◆ Your instructions:
From the first line onward, reproduce the records exactly; the final line to include is the one holding "use crate::config::ContractConfig;".

◆ Exercise data:
//! # Mudarabah (Profit-Sharing Partnership)
//!
//! The capital provider (rabb-ul-maal) funds the venture and the mudarib
//! manages it. Profit is split by the agreed ratio; financial loss falls on
//! the capital provider alone, the mudarib losing only their effort.

use rust_decimal::Decimal;
use schemars::JsonSchema;
use serde::{Deserialize, Serialize};

use super::{annualized_roi, check_share_sum};
use crate::config::ContractConfig;
use crate::contract_terms;
use crate::inputs::{IntoContractDecimal, accept};
use crate::math::{apportion, percent_of, prorate_annual, round_currency, round_rate};
use crate::terms::{ContractTerms, ProfitCalculationMethod, ReportingFrequency, TermsVariant};
use crate::traits::{ContractStrategy, ProfitSharingContract};
use crate::types::{
    CalculationStep, ContractError, ContractMetrics, ContractType, DistributionEntry, LossAllocation,
    ProfitDistribution, ValidationResult,
};

/// Loss policy. Only the capital provider can bear financial loss.
#[derive(Debug, Clone, Copy, PartialEq, Eq, Default, Serialize, Deserialize, JsonSchema)]
#[serde(rename_all = "kebab-case")]
pub enum LossDistribution {
    #[default]
    CapitalProviderOnly,
}

#[derive(Debug, Clone, Copy, PartialEq, Eq, Default, Serialize, Deserialize, JsonSchema)]
#[serde(rename_all = "kebab-case")]
pub enum MudaribAuthority {
    #[default]
    Full,
    Restricted,
    Limited,
}

contract_terms! {
    /// Terms of a Mudarabah partnership.
    #[derive(Debug, Clone, PartialEq, Default, Serialize, Deserialize, JsonSchema)]
    #[serde(rename_all = "camelCase")]
    pub struct MudarabahTerms {
        pub capital_amount: Decimal,
        /// Capital provider identifier.
        #[serde(default)]
        pub capital_provider: String,
        /// Mudarib identifier.
        #[serde(default)]
        pub mudarib: String,
        pub investor_profit_share: Decimal,
        pub mudarib_profit_share: Decimal,
        /// Projected annual return (0-100). Indicative only.
        #[serde(default, alias = "expectedReturnRate")]
        pub expected_annual_return: Decimal,
        #[serde(default, skip_serializing_if = "Option::is_none")]
        pub projected_profit: Option<Decimal>,
        #[serde(default)]
        pub loss_distribution: LossDistribution,
        #[serde(default)]
        pub management_fee: Decimal,
        #[serde(default)]
        pub mudarib_authority: MudaribAuthority,
        #[serde(default)]
        pub capital_guarantee: bool,
        #[serde(default)]
        pub reporting_frequency: ReportingFrequency,
        #[serde(default)]
        pub profit_calculation_method: ProfitCalculationMethod,
        #[serde(default)]
        pub business_activity: String,
    }
}

impl MudarabahTerms {
    pub fn new(
        capital_amount: impl Into<Decimal>,
        investor_profit_share: impl Into<Decimal>,
        mudarib_profit_share: impl Into<Decimal>,
    ) -> Self {
        let capital_amount = capital_amount.into();
        Self {
            amount: capital_amount,
            capital_amount,
            investor_profit_share: investor_profit_share.into(),
            mudarib_profit_share: mudarib_profit_share.into(),
            ..Default::default()
        }
    }

    pub fn parties(mut self, capital_provider: impl Into<String>, mudarib: impl Into<String>) -> Self {
        self.capital_provider = capital_provider.into();
        self.mudarib = mudarib.into();
        self
    }

    pub fn expected_annual_return(mut self, rate: impl IntoContractDecimal) -> Self {
        if let Some(r) = accept(rate, "expectedAnnualReturn") {
            self.expected_annual_return = r;
        }
        self
    }

    pub fn projected_profit(mut self, profit: impl IntoContractDecimal) -> Self {
        self.projected_profit = accept(profit, "projectedProfit");
        self
    }
}

fn party_id(id: &str) -> Option<String> {
    (!id.is_empty()).then(|| id.to_string())
}

pub fn validate_mudarabah(terms: &MudarabahTerms, config: &ContractConfig) -> ValidationResult {
    let mut errors = Vec::new();
    terms.validate_base(&mut errors);

    if terms.capital_amount <= Decimal::ZERO {
        errors.push("Capital amount must be positive".to_string());
    }

    for (label, share) in [
        ("Investor", terms.investor_profit_share),
        ("Mudarib", terms.mudarib_profit_share),
    ] {
        if share < Decimal::ZERO || share > Decimal::ONE_HUNDRED {
            errors.push(format!("{} profit share must be between 0 and 100%", label));
        }
    }

    check_share_sum(
        &mut errors,
        "Profit",
        terms.investor_profit_share,
        terms.mudarib_profit_share,
        config,
    );

    if terms.capital_guarantee {
        errors.push("Mudarib may not guarantee the capital; capital guarantee must be disabled".to_string());
    }

    if terms.expected_annual_return < Decimal::ZERO || terms.expected_annual_return > Decimal::ONE_HUNDRED {
        errors.push("Expected annual return must be between 0 and 100%".to_string());
    }
    if terms.management_fee < Decimal::ZERO {
        errors.push("Management fee cannot be negative".to_string());
    }
    if terms.projected_profit.is_some_and(|p| p < Decimal::ZERO) {
        errors.push("Projected profit cannot be negative".to_string());
    }

    ValidationResult::from_errors(errors)
}

/// Projected profit over the whole term.
///
/// Uses the declared projection when present, otherwise prorates the
/// expected annual return over the duration.
pub fn projected_mudarabah_profit(terms: &MudarabahTerms, config: &ContractConfig) -> Result<Decimal, ContractError> {
    match terms.projected_profit {
        Some(profit) => Ok(profit),
        None => {
            let annual = percent_of(terms.capital_amount, terms.expected_annual_return)?;
            let prorated = prorate_annual(annual, terms.duration, "prorating mudarabah profit")?;
            Ok(round_currency(prorated, config.currency_decimal_places))
        }
    }
}

pub fn calculate_mudarabah_metrics(terms: &MudarabahTerms, config: &ContractConfig) -> Result<ContractMetrics, ContractError> {
    let total_return = projected_mudarabah_profit(terms, config)?;
    let shares = apportion(
        total_return,
        &[terms.investor_profit_share, terms.mudarib_profit_share],
        config,
    )?;

    let mut trace = vec![
        CalculationStep::initial("capital", "Capital Provided", terms.capital_amount),
        CalculationStep::rate("expected-annual-return", "Expected Annual Return", terms.expected_annual_return),
        CalculationStep::result("projected-profit", "Projected Profit", total_return),
        CalculationStep::rate("investor-share", "Investor Profit Share", terms.investor_profit_share),
        CalculationStep::result("investor-expected-return", "Investor Expected Return", shares[0]),
        CalculationStep::rate("mudarib-share", "Mudarib Profit Share", terms.mudarib_profit_share),
        CalculationStep::result("mudarib-expected-return", "Mudarib Expected Return", shares[1]),
    ];

    if terms.projected_profit.is_some() && terms.capital_amount > Decimal::ZERO && terms.duration > 0 {
        let roi = annualized_roi(terms.capital_amount, total_return, terms.duration)?;
        trace.push(CalculationStep::rate("annualized-roi", "Annualized ROI", roi));
    }
    trace.push(CalculationStep::info(
        "loss-policy",
        "Losses are borne entirely by the capital provider",
    ));

    Ok(ContractMetrics {
        contract_type: ContractType::Mudarabah,
        total_amount: terms.capital_amount,
        total_return,
        effective_rate: round_rate(terms.expected_annual_return),
        duration: terms.duration,
        calculation_trace: trace,
    })
}

/// Splits a realized profit between the capital provider and the mudarib.
pub fn calculate_mudarabah_distribution(
    terms: &MudarabahTerms,
    profit: Decimal,
    config: &ContractConfig,
) -> Result<ProfitDistribution, ContractError> {
    if profit < Decimal::ZERO {
        return Err(ContractError::invalid_input(
            "profit",
            "profit must not be negative; use the loss allocation for losses",
        ));
    }

    let amounts = apportion(
        profit,
        &[terms.investor_profit_share, terms.mudarib_profit_share],
        config,
    )?;

    Ok(ProfitDistribution {
        total_profit: profit,
        distribution: vec![
            DistributionEntry {
                party: "investor".to_string(),
                party_id: party_id(&terms.capital_provider),
                amount: amounts[0],
                percentage: terms.investor_profit_share,
                capital_remaining: None,
            },
            DistributionEntry {
                party: "mudarib".to_string(),
                party_id: party_id(&terms.mudarib),
                amount: amounts[1],
                percentage: terms.mudarib_profit_share,
                capital_remaining: None,
            },
        ],
    })
}

/// Allocates a realized loss. The capital provider bears all of it.
pub fn calculate_mudarabah_loss(
    terms: &MudarabahTerms,
    loss: Decimal,
    config: &ContractConfig,
) -> Result<LossAllocation, ContractError> {
    if loss < Decimal::ZERO {
        return Err(ContractError::invalid_input("loss", "loss must be given as a positive figure"));
    }

    let investor_loss = round_currency(loss, config.currency_decimal_places);
    let capital_remaining = terms.capital_amount.saturating_sub(investor_loss).max(Decimal::ZERO);

    Ok(LossAllocation {
        total_loss: loss,
        distribution: vec![
            DistributionEntry {
                party: "investor".to_string(),
                party_id: party_id(&terms.capital_provider),
                amount: investor_loss,
                percentage: Decimal::ONE_HUNDRED,
                capital_remaining: Some(capital_remaining),
            },
            DistributionEntry {
                party: "mudarib".to_string(),
                party_id: party_id(&terms.mudarib),
                amount: Decimal::ZERO,
                percentage: Decimal::ZERO,
                capital_remaining: None,
            },
        ],
    })
}

#[derive(Debug, Clone, Default)]
pub struct MudarabahStrategy {
    config: ContractConfig,
}

impl MudarabahStrategy {
    pub fn new(config: ContractConfig) -> Self {
        Self { config }
    }
}

impl ContractStrategy for MudarabahStrategy {
    fn contract_type(&self) -> ContractType {
        ContractType::Mudarabah
    }

    fn description(&self) -> &'static str {
        "Partnership where the capital provider supplies funds and the mudarib supplies expertise. Profits are shared per agreement; losses are borne by the capital provider."
    }

    fn validate(&self, terms: &ContractTerms) -> Result<ValidationResult, ContractError> {
        Ok(validate_mudarabah(MudarabahTerms::extract(terms)?, &self.config))
    }

    fn calculate_metrics(&self, terms: &ContractTerms) -> Result<ContractMetrics, ContractError> {
        calculate_mudarabah_metrics(MudarabahTerms::extract(terms)?, &self.config)
    }

    fn as_profit_sharing(&self) -> Option<&dyn ProfitSharingContract> {
        Some(self)
    }
}

impl ProfitSharingContract for MudarabahStrategy {
    fn calculate_profit_distribution(
        &self,
        terms: &ContractTerms,
        profit: Decimal,
    ) -> Result<ProfitDistribution, ContractError> {
        calculate_mudarabah_distribution(MudarabahTerms::extract(terms)?, profit, &self.config)
    }

    fn calculate_loss_allocation(&self, terms: &ContractTerms, loss: Decimal) -> Result<LossAllocation, ContractError> {
        calculate_mudarabah_loss(MudarabahTerms::extract(terms)?, loss, &self.config)
    }
}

◆ Answer to the problem:
//! # Mudarabah (Profit-Sharing Partnership)
//!
//! The capital provider (rabb-ul-maal) funds the venture and the mudarib
//! manages it. Profit is split by the agreed ratio; financial loss falls on
//! the capital provider alone, the mudarib losing only their effort.

use rust_decimal::Decimal;
use schemars::JsonSchema;
use serde::{Deserialize, Serialize};

use super::{annualized_roi, check_share_sum};
use crate::config::ContractConfig;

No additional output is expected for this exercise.